Artikel 23 	Leiding - Riool
					
					
						23.1 	Bestemmingsomschrijving
						De voor "
								Leiding - Riool
							" aangewezen gronden, zijn behalve voor de andere daar voorkomende bestemming (en), mede bestemd voor:
						
							- 
								a. het transport van afvalwater via een rioolwatertransportleiding;
- 
								b. de bescherming, het beheer en het onderhoud van deze leiding.

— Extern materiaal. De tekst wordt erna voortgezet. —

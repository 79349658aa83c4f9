use std::ops::RangeInclusive;

use crate::{interval::Interval, IntervalMap};

/// The slot for one exact closed interval key in an [`IntervalMap`], obtained
/// from [`IntervalMap::entry()`].
///
/// Only a stored interval with the same start and end bound makes the entry
/// [`Entry::Occupied`]. A stored interval that merely overlaps or touches the
/// key (`[0, 5]` for the key `[5, 9]`) leaves it [`Entry::Vacant`].
#[derive(Debug)]
pub enum Entry<'a, R, V>
where
    R: Ord + Clone,
{
    Vacant(VacantEntry<'a, R, V>),
    Occupied(OccupiedEntry<'a, R, V>),
}

/// An [`Entry`] for an interval not stored in the map.
#[derive(Debug)]
pub struct VacantEntry<'a, R, V>
where
    R: Ord + Clone,
{
    key: Interval<R>,
    map: &'a mut IntervalMap<R, V>,
}

/// An [`Entry`] for an interval stored in the map.
#[derive(Debug)]
pub struct OccupiedEntry<'a, R, V>
where
    R: Ord + Clone,
{
    key: Interval<R>,
    map: &'a mut IntervalMap<R, V>,
}

impl<'a, R, V> Entry<'a, R, V>
where
    R: Ord + Clone,
{
    /// Classify the already validated `key` against the contents of `map`.
    pub(crate) fn new(key: Interval<R>, map: &'a mut IntervalMap<R, V>) -> Self {
        match map.lookup(key.as_range()) {
            Some(_) => Self::Occupied(OccupiedEntry { key, map }),
            None => Self::Vacant(VacantEntry { key, map }),
        }
    }

    /// The closed interval this entry is keyed by.
    pub fn key(&self) -> &RangeInclusive<R> {
        match self {
            Self::Vacant(v) => v.key(),
            Self::Occupied(v) => v.key(),
        }
    }

    /// Return the stored value, storing `default` first if the interval is
    /// vacant.
    ///
    /// ```
    /// use closed_interval_map::IntervalMap;
    ///
    /// let mut map: IntervalMap<u32, u32> = IntervalMap::default();
    /// map.insert(0..=10, 1)?;
    ///
    /// // [0, 9] overlaps [0, 10] but is a distinct key.
    /// *map.entry(0..=9)?.or_insert(40) += 2;
    ///
    /// assert_eq!(map.get(&(0..=9))?, Some(&42));
    /// assert_eq!(map.get(&(0..=10))?, Some(&1));
    /// # Ok::<(), closed_interval_map::Error>(())
    /// ```
    pub fn or_insert(self, default: V) -> &'a mut V {
        self.or_insert_with(|| default)
    }

    /// As [`Entry::or_insert()`], calling `default` only when vacant.
    pub fn or_insert_with<F>(self, default: F) -> &'a mut V
    where
        F: FnOnce() -> V,
    {
        self.or_insert_with_key(|_| default())
    }

    /// As [`Entry::or_insert()`], deriving the value from the interval only
    /// when vacant.
    ///
    /// ```
    /// use closed_interval_map::IntervalMap;
    ///
    /// let mut map: IntervalMap<i32, i32> = IntervalMap::default();
    ///
    /// // Width of the closed interval, counting both bounds.
    /// map.entry(3..=7)?.or_insert_with_key(|r| r.end() - r.start() + 1);
    ///
    /// assert_eq!(map.get_at(&5), Some(&5));
    /// # Ok::<(), closed_interval_map::Error>(())
    /// ```
    pub fn or_insert_with_key<F>(self, default: F) -> &'a mut V
    where
        F: FnOnce(&RangeInclusive<R>) -> V,
    {
        match self {
            Self::Occupied(v) => v.into_mut(),
            Self::Vacant(v) => {
                let value = default(v.key());
                v.insert(value)
            }
        }
    }

    /// Apply `f` to the stored value when occupied.
    pub fn and_modify<F>(mut self, f: F) -> Self
    where
        F: FnOnce(&mut V),
    {
        if let Self::Occupied(v) = &mut self {
            f(v.get_mut());
        }
        self
    }
}

impl<'a, R, V> Entry<'a, R, V>
where
    R: Ord + Clone,
    V: Default,
{
    pub fn or_default(self) -> &'a mut V {
        self.or_insert_with(V::default)
    }
}

impl<'a, R, V> VacantEntry<'a, R, V>
where
    R: Ord + Clone,
{
    pub fn key(&self) -> &RangeInclusive<R> {
        self.key.as_range()
    }

    pub fn into_key(self) -> RangeInclusive<R> {
        self.key.into_range()
    }

    /// Store `value` under this interval, rebalancing the tree.
    pub fn insert(self, value: V) -> &'a mut V {
        let replaced = self.map.insert_interval(self.key.clone(), value);
        debug_assert!(replaced.is_none());

        self.map
            .lookup_mut(self.key.as_range())
            .expect("inserted interval must be present")
    }
}

impl<'a, R, V> OccupiedEntry<'a, R, V>
where
    R: Ord + Clone,
{
    pub fn key(&self) -> &RangeInclusive<R> {
        self.key.as_range()
    }

    pub fn get(&self) -> &V {
        self.map
            .lookup(self.key.as_range())
            .expect("occupied interval must be present")
    }

    pub fn get_mut(&mut self) -> &mut V {
        self.map
            .lookup_mut(self.key.as_range())
            .expect("occupied interval must be present")
    }

    pub fn into_mut(self) -> &'a mut V {
        self.map
            .lookup_mut(self.key.as_range())
            .expect("occupied interval must be present")
    }

    /// Replace the stored value in place, returning the old one. The tree
    /// structure is unchanged.
    pub fn insert(&mut self, value: V) -> V {
        std::mem::replace(self.get_mut(), value)
    }

    /// Remove the interval from the map, returning its value.
    pub fn remove(self) -> V {
        self.map
            .remove_valid(self.key.as_range())
            .expect("occupied interval must be present")
    }
}

#[cfg(test)]
mod tests {
    use super::*;
    use crate::test_utils::validate_tree_structure;

    fn is_vacant<R: Ord + Clone, V>(e: &Entry<'_, R, V>) -> bool {
        matches!(e, Entry::Vacant(_))
    }

    #[test]
    fn test_overlapping_keys_are_vacant() {
        let mut map = IntervalMap::new();
        map.insert(5..=9, 'a').unwrap();

        // Touching at either bound, containing, contained, and sharing a start
        // bound are all distinct keys.
        for range in [0..=5, 9..=12, 0..=20, 6..=8, 5..=8, 5..=10, 4..=9] {
            let e = map.entry(range.clone()).unwrap();
            assert!(is_vacant(&e), "{range:?}");
        }

        assert!(!is_vacant(&map.entry(5..=9).unwrap()));
        assert_eq!(map.len(), 1);
    }

    #[test]
    fn test_point_key() {
        let mut map = IntervalMap::new();
        map.insert(0..=3, 1).unwrap();

        *map.entry(7..=7).unwrap().or_insert(0) += 10;

        assert_eq!(map.get_at(&7), Some(&10));
        assert_eq!(map.get_at(&6), None);
        assert_eq!(map.get_at(&8), None);
        assert!(map.has_overlap(&(7..=100)).unwrap());
        validate_tree_structure(&map);
    }

    #[test]
    fn test_or_insert_keeps_existing() {
        let mut map: IntervalMap<i32, String> = IntervalMap::default();

        map.entry(-4..=4)
            .unwrap()
            .or_insert_with(|| "first".to_string());
        map.entry(-4..=4)
            .unwrap()
            .or_insert_with(|| unreachable!("occupied"));

        assert_eq!(map.get(&(-4..=4)).unwrap().unwrap(), "first");
        assert_eq!(map.len(), 1);
    }

    #[test]
    fn test_and_modify() {
        let mut map: IntervalMap<u32, u32> = IntervalMap::default();

        map.entry(1..=2).unwrap().and_modify(|v| *v += 1).or_insert(1);
        map.entry(1..=2).unwrap().and_modify(|v| *v += 1).or_insert(1);
        map.entry(1..=3).unwrap().and_modify(|v| *v += 1).or_default();

        assert_eq!(map.to_vec(), [(1..=2, 2), (1..=3, 0)]);
    }

    #[test]
    fn test_rejects_inverted() {
        let mut map: IntervalMap<i32, u32> = IntervalMap::default();

        #[allow(clippy::reversed_empty_ranges)]
        let got = map.entry(10..=0);
        assert!(got.is_err());
        assert!(map.is_empty());
    }

    #[test]
    fn test_vacant_into_key() {
        let mut map: IntervalMap<i32, i32> = IntervalMap::default();
        map.insert(0..=10, 1).unwrap();

        match map.entry(0..=11).unwrap() {
            Entry::Vacant(v) => assert_eq!(v.into_key(), 0..=11),
            Entry::Occupied(_) => panic!("0..=11 is not stored"),
        }
    }

    #[test]
    fn test_occupied_insert_and_remove() {
        let mut map: IntervalMap<i32, i32> = IntervalMap::default();
        for v in 0..16 {
            map.insert(v..=v + 2, v).unwrap();
        }
        let height = map.height();

        match map.entry(4..=6).unwrap() {
            Entry::Occupied(mut e) => {
                assert_eq!(e.insert(40), 4);
                assert_eq!(e.get(), &40);
            }
            Entry::Vacant(_) => panic!("4..=6 is stored"),
        }
        assert_eq!(map.height(), height);

        match map.entry(4..=6).unwrap() {
            Entry::Occupied(e) => assert_eq!(e.remove(), 40),
            Entry::Vacant(_) => panic!("4..=6 is stored"),
        }

        assert_eq!(map.get_all_at(&5).count(), 2);
        assert_eq!(map.len(), 15);
        validate_tree_structure(&map);
    }
}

Een en ander met bijbehorende voorzieningen.
						
					 
					
						23.2 	Bouwregels
						Op de tot "
								Leiding - Riool
							" aangewezen gronden mogen in afwijking van het bepaalde in de afzonderlijke artikelen, geen bouwwerken worden gebouwd.
						
					 
					
						23.3 	Afwijken van de bouwregels
						Bij omgevingsvergunning kan worden afgeweken van het bepaalde in
								23.2
							, mits de bouwhoogte niet meer dan 3 meter bedraagt, onder de voorwaarden dat:
						
							- 
								a. door de bouw of plaatsing of de aanwezigheid van een bouwwerk geen schade wordt of kan worden toegebracht aan de in
									23.1
								 omschreven doeleinden;
- 
								b. alvorens burgemeester en wethouders een omgevingsvergunning verlenen, zij de beheersinstantie van de betrokken leidingen horen.
 
					
						23.4 	Omgevingsvergunning voor het uitvoeren een werk, geen bouwwerk zijnde, of van werkzaamheden
						
							23.4.1 	Algemeen
							Het is verboden zonder omgevingsvergunning de volgende werken, geen bouwwerken zijnde, of werkzaamheden uit te voeren:
							
								- 
									a. het aanleggen of verharden van wegen, paden of parkeergelegenheden en het aanbrengen van andere oppervlakteverhardingen;
- 
									b. het wijzigen van het bestaande bodemniveau door ophogingen, afgravingen of het verrichten van andere graafwerkzaamheden;
- 
									c. het aanbrengen van andere leidingen dan waarop deze dubbelbestemming toeziet; 
- 
									d. het uitvoeren van heiwerkzaamheden of het op andere wijze indrijven van voorwerpen in de grond;
- 
									e. het aanbrengen, vellen- en of rooien van bomen of beplantingen, welke dieper wortelen dan 0,75 meter.
 
						
							23.4.2 	Uitzonderingen op verbod
							Het onder
									23.4.1
								bepaalde is niet van toepassing voor:
							
								- 
									a. werkzaamheden, normale onderhoudswerkzaamheden zijnde;
- 
									b. 	werken of werkzaamheden van ondergeschikte betekenis;
- 
									c. voor het periodiek kappen van hakhout, voor zover betreffende de normale uitoefening van het toegelaten bodemgebruik en voor zover de Boswet of krachtens die Wet gestelde voorschriften van toepassing zijn;
- 
									d. voor normaal spitwerk tot een diepte van niet meer dan 0,30 meter;
- 
									e. voor werken en werkzaamheden waarop de verordening op ontgrondingen in Limburg van toepassing is.
 
						
							23.4.3 	Procedure
							Alvorens te beslissen over een aanvraag voor een omgevingsvergunning wint het college van burgemeester en wethouders schriftelijk advies in bij de leidingbeheerder. Het vermelde  advies betreft de belangen in verband met de veilige ligging van de leiding en het voorkomen van schade aan de leiding.